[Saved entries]
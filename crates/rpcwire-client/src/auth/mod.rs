//! Credential lifecycle.
//!
//! The [`CredentialManager`] owns the current [`Credential`] and replaces it
//! when it goes stale. Readers take cheap `Arc` snapshots and never wait on
//! a refresh in progress; requests already in flight keep the snapshot they
//! started with.
//!
//! ```text
//! Uninitialized ──► Refreshing ──► Active ◄──┐
//!                       │            │       │
//!                       ▼            ▼       │
//!                    Failed ──► Refreshing ──┘
//! ```
//!
//! Refreshes are single-flight: callers that ask for a refresh while one is
//! running wait for it and share its outcome instead of starting another.

mod refresher;
mod task;

use std::sync::atomic::{AtomicU64, Ordering};
use std::sync::{Arc, Mutex, MutexGuard, PoisonError, RwLock};

use chrono::{DateTime, Utc};
use rpcwire_core::Credential;
use tracing::{error, info, warn};

pub use refresher::{
    BoxFuture, CredentialRefresher, HomepageRefresher, PageTokens, SIGN_IN_HOST,
    parse_page_tokens,
};
pub use task::{RefreshStrategy, RefreshTask};

use crate::error::{RpcError, RpcResult};

/// Lifecycle state of the managed credential.
#[derive(Debug, Clone, Copy, Default, PartialEq, Eq)]
pub enum CredentialState {
    /// No credential has been obtained yet.
    #[default]
    Uninitialized,
    /// A credential is in use.
    Active,
    /// A refresh is running; the previous credential, if any, stays in use.
    Refreshing,
    /// The last refresh failed; the previous credential, if any, stays in use.
    Failed,
}

/// Refresh bookkeeping.
#[derive(Debug, Clone, Default)]
pub struct RefreshStatus {
    pub state: CredentialState,
    /// Completed refresh attempts, successful or not.
    pub attempts: u64,
    pub consecutive_failures: u32,
    pub last_refresh: Option<DateTime<Utc>>,
    pub last_error: Option<String>,
}

impl RefreshStatus {
    fn record_start(&mut self) {
        self.state = CredentialState::Refreshing;
    }

    fn record_success(&mut self) {
        self.state = CredentialState::Active;
        self.attempts += 1;
        self.consecutive_failures = 0;
        self.last_refresh = Some(Utc::now());
        self.last_error = None;
    }

    fn record_failure(&mut self, error: impl Into<String>) {
        self.state = CredentialState::Failed;
        self.attempts += 1;
        self.consecutive_failures += 1;
        self.last_error = Some(error.into());
    }
}

/// What triggered a refresh, for logs.
#[derive(Debug, Clone, Copy)]
enum Trigger {
    Initial,
    OnDemand,
    Scheduled,
}

/// Owns the current credential and refreshes it.
pub struct CredentialManager {
    current: RwLock<Option<Arc<Credential>>>,
    cookies: RwLock<String>,
    status: Mutex<RefreshStatus>,
    refresher: Arc<dyn CredentialRefresher>,
    refresh_lock: tokio::sync::Mutex<()>,
    refresher_calls: AtomicU64,
}

impl std::fmt::Debug for CredentialManager {
    fn fmt(&self, f: &mut std::fmt::Formatter<'_>) -> std::fmt::Result {
        f.debug_struct("CredentialManager")
            .field("refresher", &self.refresher.name())
            .field("status", &self.status())
            .field("current", &self.current())
            .finish_non_exhaustive()
    }
}

impl CredentialManager {
    /// Creates a manager that will obtain its first credential from
    /// `cookies` on first use.
    pub fn new(cookies: impl Into<String>, refresher: Arc<dyn CredentialRefresher>) -> Self {
        Self {
            current: RwLock::new(None),
            cookies: RwLock::new(cookies.into()),
            status: Mutex::new(RefreshStatus::default()),
            refresher,
            refresh_lock: tokio::sync::Mutex::new(()),
            refresher_calls: AtomicU64::new(0),
        }
    }

    /// Creates a manager that starts with `credential`.
    pub fn with_credential(credential: Credential, refresher: Arc<dyn CredentialRefresher>) -> Self {
        let manager = Self::new(credential.cookies.clone(), refresher);
        *manager.write_current() = Some(Arc::new(credential));
        manager.lock_status().state = CredentialState::Active;
        manager
    }

    /// Current credential snapshot, without waiting.
    pub fn current(&self) -> Option<Arc<Credential>> {
        self.current
            .read()
            .unwrap_or_else(PoisonError::into_inner)
            .clone()
    }

    pub fn state(&self) -> CredentialState {
        self.lock_status().state
    }

    pub fn status(&self) -> RefreshStatus {
        self.lock_status().clone()
    }

    /// Number of times the refresher has been invoked.
    pub fn refresher_calls(&self) -> u64 {
        self.refresher_calls.load(Ordering::Relaxed)
    }

    /// Current credential, obtaining the first one if needed.
    pub async fn credential(&self) -> RpcResult<Arc<Credential>> {
        if let Some(credential) = self.current() {
            return Ok(credential);
        }
        self.single_flight(None, Trigger::Initial).await
    }

    /// Replaces `stale` after the service rejected it.
    ///
    /// Returns the newer credential without refreshing if another caller
    /// already replaced `stale`.
    pub async fn refresh(&self, stale: &Arc<Credential>) -> RpcResult<Arc<Credential>> {
        self.single_flight(Some(stale), Trigger::OnDemand).await
    }

    /// Refresh run by the background task.
    pub(crate) async fn refresh_scheduled(&self) -> RpcResult<Arc<Credential>> {
        self.single_flight(None, Trigger::Scheduled).await
    }

    async fn single_flight(
        &self,
        stale: Option<&Arc<Credential>>,
        trigger: Trigger,
    ) -> RpcResult<Arc<Credential>> {
        let seen_attempts = self.lock_status().attempts;
        let _guard = self.refresh_lock.lock().await;

        // A refresh completed while this caller waited: share its outcome.
        let status = self.status();
        if status.attempts != seen_attempts {
            return match (status.state, self.current()) {
                (CredentialState::Active, Some(credential)) => Ok(credential),
                _ => Err(RpcError::AuthExpired(format!(
                    "credential refresh failed: {}",
                    status.last_error.unwrap_or_default()
                ))),
            };
        }

        let current = self.current();
        if let (Some(stale), Some(current)) = (stale, &current) {
            if !Arc::ptr_eq(stale, current) {
                return Ok(current.clone());
            }
        }
        if matches!(trigger, Trigger::Initial) {
            if let Some(current) = current {
                return Ok(current);
            }
        }

        self.run_refresh(trigger).await
    }

    async fn run_refresh(&self, trigger: Trigger) -> RpcResult<Arc<Credential>> {
        let cookies = self
            .cookies
            .read()
            .unwrap_or_else(PoisonError::into_inner)
            .clone();

        self.lock_status().record_start();
        self.refresher_calls.fetch_add(1, Ordering::Relaxed);
        info!(?trigger, refresher = self.refresher.name(), "refreshing credentials");

        match self.refresher.refresh(&cookies).await {
            Ok(credential) => {
                let credential = Arc::new(credential);
                *self.cookies.write().unwrap_or_else(PoisonError::into_inner) =
                    credential.cookies.clone();
                *self.write_current() = Some(credential.clone());
                self.lock_status().record_success();
                info!(
                    ?trigger,
                    expires_at = ?credential.expires_at,
                    "credentials refreshed"
                );
                Ok(credential)
            }
            Err(e) => {
                let mut status = self.lock_status();
                status.record_failure(e.to_string());
                let keeps_previous = self.current().is_some();
                if matches!(trigger, Trigger::Scheduled) && keeps_previous {
                    warn!(
                        ?trigger,
                        error = %e,
                        failures = status.consecutive_failures,
                        "credential refresh failed, keeping previous credential"
                    );
                } else {
                    error!(
                        ?trigger,
                        error = %e,
                        failures = status.consecutive_failures,
                        keeps_previous,
                        "credential refresh failed"
                    );
                }
                Err(e)
            }
        }
    }

    fn write_current(&self) -> std::sync::RwLockWriteGuard<'_, Option<Arc<Credential>>> {
        self.current.write().unwrap_or_else(PoisonError::into_inner)
    }

    fn lock_status(&self) -> MutexGuard<'_, RefreshStatus> {
        self.status.lock().unwrap_or_else(PoisonError::into_inner)
    }
}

§ WORK ORDER
Among the lines above, show every one that contains the string "Ordering".

§ EXPECTED ANSWER
use std::sync::atomic::{AtomicU64, Ordering};
        self.refresher_calls.load(Ordering::Relaxed)
        self.refresher_calls.fetch_add(1, Ordering::Relaxed);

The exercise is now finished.